Roland Scheidegger wrote:
There's historically been code which tried to do that, but it
just never ever worked...



I always thought that the code did work, however since the reset usually happened in DRM driver it did not know how to set the mode.
There were quite a few occasions where I was able to kill X and
then restart it. (though on other occasions killing X resulted in
hard lockup).


What's different in Nikolai's patch is that the reset is initiated
by X itself.

It might be that the lockup was due to clocks being switched off,
but the DAC left active - or something similar.


I can confirm this code works for r200 (I'm still trying to figure
out how to fix the lockups for r200 with multiple GL apps, apparently
without much success...). However, sometimes it seems to fail, I've
seen 3 different cases what happens if the watchdog is triggered: 1)
one of the 2 running GL apps is killed, the other continues to run. 2) both running GL apps are killed, if that happens no further GL
apps can be started (will always hang and got killed). 3) GPU lockup
still happens (that happened just once, and with more than 2 apps, I
was not able to reproduce it, and forgot to look in the log file if
the watchdog was triggered or not). Case 1) and 2) are both
frequently seen. But it's nice to see "VPURecover for Linux" ;-).



Roland

I've played around with this a bit (unwillingly ;-) on my r200, though
there seem to be some problems.
First, the watchdog will not always detect if a client has caused a GPU hang (since the lock must not be held necessarily at that time). I guess this isn't really the fault of the watchdog, as it's not intended for that.
But for instance, running glxgears & quake3 at the same time, both
processes will get stuck in r200WaitForFrameCompletion (as far as I can
tell) rather sooner than later. When using irqs (fthrottle_mode=2), one
client will have the lock and it will get killed (though experience
shows always both will get killed for some reason). However, when using
busy waits (fthrottle_mode=0) the watchdog will never trigger, since the
lock is always released and regrabbed while waiting. Actually though in
this case you can switch away from X to a VT (can't do that when using
irqs), X will moan about "Idle timed out, resetting engine", switch back
to X and both apps will continue to run (and lock up again shortly
afterwards, but that's another story). Maybe the DRI driver itself should have some sort of a watchdog too and call just that reset code when it has to wait too long? Not sure if/how that works when using irqs. That would be nicer than just to kill the app. AFAIK the ATI VPURecover feature in the windows driver also works like that, if it detects a gpu lockup, it will reset the chip and try to continue, and only if it locks up again very soon the application is killed.
Of course it would be better just to fix the lockups ;-), but no progress so far :-(.

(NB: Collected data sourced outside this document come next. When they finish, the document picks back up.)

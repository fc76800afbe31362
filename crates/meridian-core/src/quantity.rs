//! # Quantity Module
//!
//! Fixed-point quantities in hundredths of a unit.
//!
//! Sale lines and stock levels are decimal quantities (a bulk-to-singles
//! split can leave 0.50 of a carton on hand), and the conservation
//! invariant (sold minus reversed equals remaining) must hold exactly.
//! Floats cannot promise that, so quantities get the same treatment money
//! gets: one integer unit, fixed at two decimal places.
//!
//! ## Usage
//! ```rust
//! use meridian_core::quantity::Quantity;
//!
//! let sold = Quantity::from_units(10);
//! let reversed = Quantity::from_decimal(4.0);
//! assert_eq!((sold - reversed).hundredths(), 600);
//! assert_eq!(format!("{}", sold - reversed), "6.00");
//! ```

use serde::{Deserialize, Serialize};
use std::fmt;
use std::ops::{Add, AddAssign, Neg, Sub, SubAssign};

/// A quantity in hundredths of a unit (1.00 unit = 100 hundredths).
///
/// Signed: original sale lines are positive, reversal lines negative.
#[derive(Debug, Clone, Copy, PartialEq, Eq, PartialOrd, Ord, Hash, Serialize, Deserialize)]
#[cfg_attr(feature = "sqlx", derive(sqlx::Type))]
#[cfg_attr(feature = "sqlx", sqlx(transparent))]
pub struct Quantity(i64);

impl Quantity {
    /// Creates a quantity from hundredths of a unit.
    #[inline]
    pub const fn from_hundredths(hundredths: i64) -> Self {
        Quantity(hundredths)
    }

    /// Creates a quantity from whole units.
    ///
    /// ## Example
    /// ```rust
    /// use meridian_core::quantity::Quantity;
    ///
    /// assert_eq!(Quantity::from_units(4).hundredths(), 400);
    /// ```
    #[inline]
    pub const fn from_units(units: i64) -> Self {
        Quantity(units * 100)
    }

    /// Converts a decimal quantity to fixed-point, rounding to two
    /// decimal places, half away from zero. Boundary use only.
    pub fn from_decimal(quantity: f64) -> Self {
        Quantity((quantity * 100.0).round() as i64)
    }

    /// Converts back to a decimal for the response boundary.
    #[inline]
    pub fn to_decimal(&self) -> f64 {
        self.0 as f64 / 100.0
    }

    /// Returns the raw value in hundredths.
    #[inline]
    pub const fn hundredths(&self) -> i64 {
        self.0
    }

    /// Zero quantity.
    #[inline]
    pub const fn zero() -> Self {
        Quantity(0)
    }

    /// Checks if the quantity is zero.
    #[inline]
    pub const fn is_zero(&self) -> bool {
        self.0 == 0
    }

    /// Checks if the quantity is positive (greater than zero).
    #[inline]
    pub const fn is_positive(&self) -> bool {
        self.0 > 0
    }

    /// Checks if the quantity is negative (less than zero).
    #[inline]
    pub const fn is_negative(&self) -> bool {
        self.0 < 0
    }

    /// Returns the absolute value.
    #[inline]
    pub const fn abs(&self) -> Self {
        Quantity(self.0.abs())
    }

    /// Returns the smaller of two quantities.
    #[inline]
    pub fn min(self, other: Self) -> Self {
        Quantity(self.0.min(other.0))
    }
}

impl Default for Quantity {
    fn default() -> Self {
        Quantity::zero()
    }
}

/// Displays the quantity as a two-decimal number, e.g. `6.00` or `-4.50`.
impl fmt::Display for Quantity {
    fn fmt(&self, f: &mut fmt::Formatter<'_>) -> fmt::Result {
        let sign = if self.0 < 0 { "-" } else { "" };
        write!(f, "{}{}.{:02}", sign, (self.0 / 100).abs(), (self.0 % 100).abs())
    }
}

impl Add for Quantity {
    type Output = Self;

    #[inline]
    fn add(self, other: Self) -> Self {
        Quantity(self.0 + other.0)
    }
}

impl AddAssign for Quantity {
    #[inline]
    fn add_assign(&mut self, other: Self) {
        self.0 += other.0;
    }
}

impl Sub for Quantity {
    type Output = Self;

    #[inline]
    fn sub(self, other: Self) -> Self {
        Quantity(self.0 - other.0)
    }
}

impl SubAssign for Quantity {
    #[inline]
    fn sub_assign(&mut self, other: Self) {
        self.0 -= other.0;
    }
}

impl Neg for Quantity {
    type Output = Self;

    #[inline]
    fn neg(self) -> Self {
        Quantity(-self.0)
    }
}

// =============================================================================
// Unit Tests
// =============================================================================

#[cfg(test)]
mod tests {
    use super::*;

    #[test]
    fn test_from_units() {
        assert_eq!(Quantity::from_units(10).hundredths(), 1000);
        assert_eq!(Quantity::from_units(-4).hundredths(), -400);
    }

    #[test]
    fn test_from_decimal_rounds_to_two_places() {
        assert_eq!(Quantity::from_decimal(4.0).hundredths(), 400);
        assert_eq!(Quantity::from_decimal(0.125).hundredths(), 13);
        assert_eq!(Quantity::from_decimal(-0.125).hundredths(), -13);
        assert_eq!(Quantity::from_decimal(2.5).hundredths(), 250);
    }

    #[test]
    fn test_display() {
        assert_eq!(format!("{}", Quantity::from_units(6)), "6.00");
        assert_eq!(format!("{}", Quantity::from_hundredths(-450)), "-4.50");
        assert_eq!(format!("{}", Quantity::from_hundredths(5)), "0.05");
        assert_eq!(format!("{}", Quantity::zero()), "0.00");
    }

    #[test]
    fn test_arithmetic_and_checks() {
        let sold = Quantity::from_units(10);
        let reversed = Quantity::from_units(4);

        assert_eq!((sold - reversed).hundredths(), 600);
        assert_eq!((-reversed).hundredths(), -400);
        assert!(sold.is_positive());
        assert!((-sold).is_negative());
        assert!(Quantity::zero().is_zero());
        assert_eq!(sold.min(reversed), reversed);
        assert_eq!((-reversed).abs(), reversed);
    }

    /// Conservation stays exact across fixed-point arithmetic: splitting a
    /// quantity into parts and summing them back loses nothing.
    #[test]
    fn test_conservation_exact() {
        let total = Quantity::from_decimal(10.0);
        let parts = [
            Quantity::from_decimal(3.33),
            Quantity::from_decimal(3.33),
            Quantity::from_decimal(3.34),
        ];
        let sum = parts.iter().fold(Quantity::zero(), |acc, &p| acc + p);
        assert_eq!(sum, total);
    }
}
//! # Database Error Types
//!
//! Error types for database operations.
//!
//! ## Error Flow
//! ```text
//! ┌─────────────────────────────────────────────────────────────────────────┐
//! │                    Error Propagation                                    │
//! │                                                                         │
//! │  SQLite Error (sqlx::Error)                                            │
//! │       │                                                                 │
//! │       ▼                                                                 │
//! │  DbError (this module) ← Adds context and categorization               │
//! │       │                                                                 │
//! │       ▼                                                                 │
//! │  ReverseSaleError (reversal module) ← client/server classification    │
//! │       │                                                                 │
//! │       ▼                                                                 │
//! │  Caller maps to 400/500 and a user-facing message                      │
//! │                                                                         │
//! └─────────────────────────────────────────────────────────────────────────┘
//! ```

use std::time::Duration;
use thiserror::Error;

/// Database operation errors.
///
/// These wrap sqlx errors and add context for debugging and caller
/// classification. Every variant is server-class when it escapes the
/// reversal coordinator.
#[derive(Debug, Error)]
pub enum DbError {
    /// Entity not found in database.
    ///
    /// ## When This Occurs
    /// - `fetch_one` returns no rows
    /// - ID doesn't exist
    /// - A stock row is missing for a product on a sale (data-integrity
    ///   failure: correct prior writes always leave one behind)
    #[error("{entity} not found: {id}")]
    NotFound { entity: String, id: String },

    /// Unique constraint violation.
    ///
    /// ## When This Occurs
    /// - Inserting a duplicate SKU
    /// - Duplicate receipt number
    /// - Any UNIQUE index violation
    #[error("Duplicate {field}: '{value}' already exists")]
    UniqueViolation { field: String, value: String },

    /// Foreign key constraint violation.
    #[error("Foreign key violation: {message}")]
    ForeignKeyViolation { message: String },

    /// Database connection failed.
    #[error("Connection failed: {0}")]
    ConnectionFailed(String),

    /// Migration failed.
    #[error("Migration failed: {0}")]
    MigrationFailed(String),

    /// Query execution failed.
    #[error("Query failed: {0}")]
    QueryFailed(String),

    /// Transaction failed.
    #[error("Transaction failed: {0}")]
    TransactionFailed(String),

    /// The transaction exceeded its deadline and was rolled back.
    /// Nothing was persisted.
    #[error("Transaction timed out after {0:?}")]
    Timeout(Duration),

    /// Pool exhausted (all connections in use).
    #[error("Connection pool exhausted")]
    PoolExhausted,

    /// Internal database error.
    #[error("Internal database error: {0}")]
    Internal(String),
}

impl DbError {
    /// Creates a NotFound error for a given entity type and ID.
    pub fn not_found(entity: impl Into<String>, id: impl Into<String>) -> Self {
        DbError::NotFound {
            entity: entity.into(),
            id: id.into(),
        }
    }

    /// Creates a UniqueViolation error.
    pub fn duplicate(field: impl Into<String>, value: impl Into<String>) -> Self {
        DbError::UniqueViolation {
            field: field.into(),
            value: value.into(),
        }
    }
}

/// Convert sqlx errors to DbError.
///
/// ## Error Mapping
/// ```text
/// sqlx::Error::RowNotFound    → DbError::NotFound
/// sqlx::Error::Database       → Analyze message for constraint type
/// sqlx::Error::PoolTimedOut   → DbError::PoolExhausted
/// Other                       → DbError::Internal
/// ```
impl From<sqlx::Error> for DbError {
    fn from(err: sqlx::Error) -> Self {
        match err {
            sqlx::Error::RowNotFound => DbError::NotFound {
                entity: "Record".to_string(),
                id: "unknown".to_string(),
            },

            sqlx::Error::Database(db_err) => {
                let msg = db_err.message();

                // SQLite constraint messages:
                // UNIQUE: "UNIQUE constraint failed: <table>.<column>"
                // FK:     "FOREIGN KEY constraint failed"
                if msg.contains("UNIQUE constraint failed") {
                    let field = msg
                        .split("UNIQUE constraint failed: ")
                        .nth(1)
                        .unwrap_or("unknown")
                        .to_string();
                    DbError::UniqueViolation {
                        field,
                        value: "unknown".to_string(),
                    }
                } else if msg.contains("FOREIGN KEY constraint failed") {
                    DbError::ForeignKeyViolation {
                        message: msg.to_string(),
                    }
                } else {
                    DbError::QueryFailed(msg.to_string())
                }
            }

            sqlx::Error::PoolTimedOut => DbError::PoolExhausted,

            sqlx::Error::PoolClosed => DbError::ConnectionFailed("Pool is closed".to_string()),

            _ => DbError::Internal(err.to_string()),
        }
    }
}

impl From<sqlx::migrate::MigrateError> for DbError {
    fn from(err: sqlx::migrate::MigrateError) -> Self {
        DbError::MigrationFailed(err.to_string())
    }
}

/// Result type for database operations.
pub type DbResult<T> = Result<T, DbError>;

Other problem I've seen is that sometimes no more 3d apps can be started. This seems to depend on where the applications are stuck when they are killed. The above quake3 & glxgears example will always have that outcome, I'm also seeing this when they are killed:
r200WaitIrq: drmRadeonIrqWait: -16
r200WaitIrq: drmRadeonIrqWait: -16
Interestingly, this can be fixed by switching away from X and back, the VTEnter/Resume code seems to be responsible for that I think.